Data for this exercise →
=====
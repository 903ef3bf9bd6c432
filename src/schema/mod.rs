//! Schema subsystem
//!
//! Models, fields and the rule plugins applied to them.
//!
//! # Design Principles
//!
//! - Definitions are plain serde data; the built schema is immutable
//! - Every entity carries an implicit `id` field keyed by its driver
//! - Cross-model references are checked once, at build time
//! - Referential-integrity tables are precomputed per target model

mod model;
mod registry;
mod rules;
mod types;

pub use model::{collapse_ids, EntityModel, Field, IntegrityRef, OnDelete, ID_FIELD};
pub use registry::{Schema, SchemaBuilder};
pub use rules::{BinderFn, RuleFn, RuleRegistry, TransformFn, WriteOp, ENSURE_ID};
pub use types::{FieldDef, FieldKind, ModelDef, ScalarType, SchemaDef};

pub(crate) use model::map_items;
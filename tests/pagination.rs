//! Pagination and Sorting Tests
//!
//! - Walking a result set page by page with cursors visits every document
//!   exactly once, in sort order
//! - hasNextPage is false only on the last page
//! - Sorting follows relations and falls back to the id on ties
//! - Classic skip/limit paging and the configured page size bound

mod common;

use common::{empty_fixture, fixture_with, seeded_fixture, Fixture};
use polystore::config::PaginationConfig;
use polystore::{Method, Query, ResolverConfig, SortDirection, SortSpec};
use serde_json::{json, Value};

fn seed_people(fixture: &Fixture, n: usize) {
    let docs = (0..n)
        .map(|i| json!({"_id": format!("p{:02}", i), "name": format!("n{}", i), "years": (i * 5 + 3) % 4}))
        .collect();
    fixture.people.seed("Person", docs).unwrap();
}

fn ids(docs: &[Value]) -> Vec<String> {
    docs.iter()
        .filter_map(|d| d["id"].as_str().map(str::to_string))
        .collect()
}

fn by_age() -> Query {
    Query::new("Person", Method::Find)
        .sort(vec![SortSpec::asc("age")])
        .unwrap()
}

// =============================================================================
// Cursor Round-Trip Tests
// =============================================================================

/// Concatenated pages equal the unpaginated sorted result.
#[tokio::test]
async fn test_cursor_walk_visits_everything_once() {
    for (n, page_size) in [(7usize, 3i64), (6, 3), (5, 1), (4, 10)] {
        let fixture = empty_fixture();
        seed_people(&fixture, n);

        let everything = ids(&fixture.resolver.find(by_age()).await.unwrap());
        assert_eq!(everything.len(), n);

        let mut walked = Vec::new();
        let mut after: Option<String> = None;
        let mut pages = 0;
        loop {
            let mut query = by_age().first(page_size).unwrap();
            if let Some(cursor) = after.take() {
                query = query.after(cursor).unwrap();
            }
            let page = fixture.resolver.query(query).await.unwrap();
            pages += 1;
            walked.extend(ids(&page.clone().into_nodes()));

            assert_eq!(page.page_info.total_count, n);
            assert_eq!(page.page_info.has_previous_page, pages > 1);
            if !page.page_info.has_next_page {
                break;
            }
            assert_eq!(page.len() as i64, page_size);
            after = page.page_info.end_cursor.clone();
            assert!(pages <= n, "pagination did not terminate");
        }

        assert_eq!(walked, everything, "n = {}, page size = {}", n, page_size);
        let expected_pages = (n as i64 + page_size - 1) / page_size;
        assert_eq!(pages as i64, expected_pages.max(1));
    }
}

/// Walking backwards with last/before mirrors the forward walk.
#[tokio::test]
async fn test_backward_walk() {
    let fixture = empty_fixture();
    seed_people(&fixture, 5);
    let everything = ids(&fixture.resolver.find(by_age()).await.unwrap());

    let tail = fixture
        .resolver
        .query(by_age().last(2).unwrap())
        .await
        .unwrap();
    assert_eq!(ids(&tail.clone().into_nodes()), everything[3..].to_vec());
    assert!(tail.page_info.has_previous_page);
    assert!(!tail.page_info.has_next_page);

    let before = tail.page_info.start_cursor.clone().unwrap();
    let middle = fixture
        .resolver
        .query(by_age().last(2).unwrap().before(before).unwrap())
        .await
        .unwrap();
    assert_eq!(ids(&middle.into_nodes()), everything[1..3].to_vec());
}

// =============================================================================
// Sorting Tests
// =============================================================================

/// Sorting through a reference orders by the related document.
#[tokio::test]
async fn test_sort_by_related_field() {
    let fixture = seeded_fixture();
    fixture
        .library
        .seed("Book", vec![json!({"_id": "b3", "title": "Ledger", "author": "b"})])
        .unwrap();

    let books = fixture
        .resolver
        .find(
            Query::new("Book", Method::Find)
                .sort(vec![SortSpec::desc("author.name"), SortSpec::asc("title")])
                .unwrap(),
        )
        .await
        .unwrap();

    assert_eq!(ids(&books), vec!["b3", "b1", "b2"]);
    assert_eq!(books[0]["$author"]["name"], json!("Bob"));
}

/// Equal keys fall back to ascending id.
#[tokio::test]
async fn test_ties_break_on_id() {
    let fixture = empty_fixture();
    fixture
        .people
        .seed(
            "Person",
            vec![
                json!({"_id": "z", "name": "Same"}),
                json!({"_id": "m", "name": "Same"}),
                json!({"_id": "a", "name": "Same"}),
            ],
        )
        .unwrap();

    let found = fixture
        .resolver
        .find(
            Query::new("Person", Method::Find)
                .sort_by("name", SortDirection::Desc)
                .unwrap(),
        )
        .await
        .unwrap();

    assert_eq!(ids(&found), vec!["a", "m", "z"]);
}

// =============================================================================
// Classic Paging Tests
// =============================================================================

/// skip/limit slice the sorted result.
#[tokio::test]
async fn test_skip_and_limit() {
    let fixture = empty_fixture();
    seed_people(&fixture, 6);
    let everything = ids(&fixture.resolver.find(by_age()).await.unwrap());

    let page = fixture
        .resolver
        .find(by_age().skip(2).unwrap().limit(3).unwrap())
        .await
        .unwrap();

    assert_eq!(ids(&page), everything[2..5].to_vec());
}

/// The configured maximum bounds explicit page sizes only.
#[tokio::test]
async fn test_max_page_size_bounds_explicit_counts() {
    let config = ResolverConfig {
        pagination: PaginationConfig {
            max_page_size: Some(2),
        },
        ..ResolverConfig::default()
    };
    let fixture = fixture_with(config, true);
    seed_people(&fixture, 5);

    let bounded = fixture
        .resolver
        .query(by_age().first(4).unwrap())
        .await
        .unwrap();
    assert_eq!(bounded.len(), 2);
    assert!(bounded.page_info.has_next_page);

    let unbounded = fixture.resolver.find(by_age()).await.unwrap();
    assert_eq!(unbounded.len(), 5);
}

/// Count filters keep documents whose value count matches the glob.
#[tokio::test]
async fn test_count_filter() {
    let fixture = seeded_fixture();

    let two_friends = fixture
        .resolver
        .find(Query::new("Person", Method::Find).count_filter("friends", "2"))
        .await
        .unwrap();
    assert_eq!(ids(&two_friends), vec!["c"]);

    let counted = fixture
        .resolver
        .count(Query::new("Person", Method::Count).count_filter("friends", "1"))
        .await
        .unwrap();
    assert_eq!(counted, 1);
}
=====
Exercise →
Your answer should be exactly the lines of the data above, from the first through the line containing "schema is immutable".

Task answer →
repository 903ef3bf9bd6c432
filename src/schema/mod.rs
//! Schema subsystem
//!
//! Models, fields and the rule plugins applied to them.
//!
//! # Design Principles
//!
//! - Definitions are plain serde data; the built schema is immutable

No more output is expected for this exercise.